* **Work request**
What lines below include the word "endpoint"? Copy each one.

*** Opening of Records shown ***

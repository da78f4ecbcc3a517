use std::any::Any;

use async_trait::async_trait;
use kube::{
    api::{DynamicObject, GroupVersionKind},
    discovery::ApiResource,
};

use super::ClusterError;

#[derive(Debug, Clone, Copy, PartialEq, Eq)]
pub enum ResourceScope {
    Namespaced,
    Cluster,
}

/// Where a kind lives on the API server.
#[derive(Debug, Clone, PartialEq, Eq)]
pub struct RestMapping {
    pub resource: ApiResource,
    pub scope: ResourceScope,
}

/// Dynamic access to cluster resources.
///
/// `namespace` is `None` for cluster-scoped resources.
#[async_trait]
pub trait ClusterApi: std::fmt::Debug + Send + Sync {
    async fn rest_mapping(&self, gvk: &GroupVersionKind) -> Result<RestMapping, ClusterError>;

    /// Fetch a resource, `None` when it does not exist.
    async fn get(
        &self,
        mapping: &RestMapping,
        namespace: Option<&str>,
        name: &str,
    ) -> Result<Option<DynamicObject>, ClusterError>;

    async fn create(
        &self,
        mapping: &RestMapping,
        namespace: Option<&str>,
        object: &DynamicObject,
    ) -> Result<DynamicObject, ClusterError>;

    async fn update(
        &self,
        mapping: &RestMapping,
        namespace: Option<&str>,
        object: &DynamicObject,
    ) -> Result<DynamicObject, ClusterError>;

    fn as_any(&self) -> &dyn Any;
}

/// Split an `apiVersion` into group and version. Core resources have an empty
/// group.
pub fn parse_api_version(api_version: &str) -> (String, String) {
    match api_version.split_once('/') {
        Some((group, version)) => (group.to_owned(), version.to_owned()),
        None => (String::new(), api_version.to_owned()),
    }
}

pub fn group_version_kind(api_version: &str, kind: &str) -> GroupVersionKind {
    let (group, version) = parse_api_version(api_version);
    GroupVersionKind {
        group,
        version,
        kind: kind.to_owned(),
    }
}
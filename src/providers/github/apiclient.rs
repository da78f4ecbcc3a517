use reqwest::header::ACCEPT;
use url::Url;

use crate::providers::{
    api::{self, api_url, file_segments},
    ProviderError,
};

use super::models::{NewWebhook, NewWebhookConfig, Tree, Webhook};

pub const DEFAULT_API_URL: &str = "https://api.github.com";
const RAW_MEDIA_TYPE: &str = "application/vnd.github.raw";
const JSON_MEDIA_TYPE: &str = "application/vnd.github+json";

#[derive(Debug)]
pub struct Client {
    api_url: Url,
    token: Option<String>,
    http: reqwest::Client,
}

impl Client {
    pub fn new(api_url: Option<&str>, token: Option<String>) -> Result<Self, ProviderError> {
        Ok(Self {
            api_url: api::parse_base_url(api_url.unwrap_or(DEFAULT_API_URL))?,
            token,
            http: api::create_client()?,
        })
    }

    fn get(&self, url: Url) -> reqwest::RequestBuilder {
        self.authorize(self.http.get(url))
    }

    fn authorize(&self, request: reqwest::RequestBuilder) -> reqwest::RequestBuilder {
        match &self.token {
            Some(token) => request.bearer_auth(token),
            None => request,
        }
    }

    pub async fn download_file(
        &self,
        owner: &str,
        repo: &str,
        reference: &str,
        path: &str,
    ) -> Result<Vec<u8>, ProviderError> {
        let mut url = api_url(
            &self.api_url,
            ["repos", owner, repo, "contents"]
                .into_iter()
                .chain(file_segments(path)),
        )?;
        url.query_pairs_mut().append_pair("ref", reference);

        api::fetch_file(self.get(url).header(ACCEPT, RAW_MEDIA_TYPE), path, reference).await
    }

    pub async fn list_files(
        &self,
        owner: &str,
        repo: &str,
        reference: &str,
    ) -> Result<Vec<String>, ProviderError> {
        let mut url = api_url(&self.api_url, ["repos", owner, repo, "git", "trees", reference])?;
        url.query_pairs_mut().append_pair("recursive", "1");

        let tree: Tree = api::fetch_json(self.get(url).header(ACCEPT, JSON_MEDIA_TYPE)).await?;
        if tree.truncated {
            tracing::warn!(
                owner = owner,
                repo = repo,
                reference = reference,
                "tree listing truncated by GitHub, some files will be missed"
            );
        }

        Ok(tree
            .tree
            .into_iter()
            .filter(|e| e.entry_type == "blob")
            .map(|e| e.path)
            .collect())
    }

    pub async fn try_register_webhook(
        &self,
        owner: &str,
        repo: &str,
        url: &str,
        secret: Option<&str>,
    ) -> Result<u64, ProviderError> {
        if let Some(id) = self.check_webhook_url(owner, repo, url).await? {
            tracing::warn!(
                id = id,
                owner = owner,
                repo = repo,
                url = url,
                "webhook already registered"
            );
            Ok(id)
        } else {
            Ok(self.register_webhook(owner, repo, url, secret).await?.id)
        }
    }

    async fn register_webhook(
        &self,
        owner: &str,
        repo: &str,
        url: &str,
        secret: Option<&str>,
    ) -> Result<Webhook, ProviderError> {
        let data = NewWebhook {
            name: "web",
            active: true,
            config: NewWebhookConfig {
                url,
                content_type: "json",
                secret,
            },
            events: &["push"],
        };

        let endpoint = api_url(&self.api_url, ["repos", owner, repo, "hooks"])?;
        let webhook: Webhook = api::fetch_json(
            self.authorize(self.http.post(endpoint))
                .header(ACCEPT, JSON_MEDIA_TYPE)
                .json(&data),
        )
        .await?;

        tracing::info!(
            id = webhook.id,
            owner = owner,
            repo = repo,
            url = url,
            "new webhook installed"
        );

        Ok(webhook)
    }

    async fn list_webhooks(&self, owner: &str, repo: &str) -> Result<Vec<Webhook>, ProviderError> {
        let endpoint = api_url(&self.api_url, ["repos", owner, repo, "hooks"])?;
        api::fetch_json(self.get(endpoint).header(ACCEPT, JSON_MEDIA_TYPE)).await
    }

    async fn check_webhook_url(
        &self,
        owner: &str,
        repo: &str,
        url: &str,
    ) -> Result<Option<u64>, ProviderError> {
        Ok(self
            .list_webhooks(owner, repo)
            .await?
            .into_iter()
            .find(|w| w.config.url.as_deref() == Some(url))
            .map(|w| w.id))
    }
}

*** Close of Records shown ***

* **Answer section**
        let endpoint = api_url(&self.api_url, ["repos", owner, repo, "hooks"])?;
            self.authorize(self.http.post(endpoint))
        let endpoint = api_url(&self.api_url, ["repos", owner, repo, "hooks"])?;
        api::fetch_json(self.get(endpoint).header(ACCEPT, JSON_MEDIA_TYPE)).await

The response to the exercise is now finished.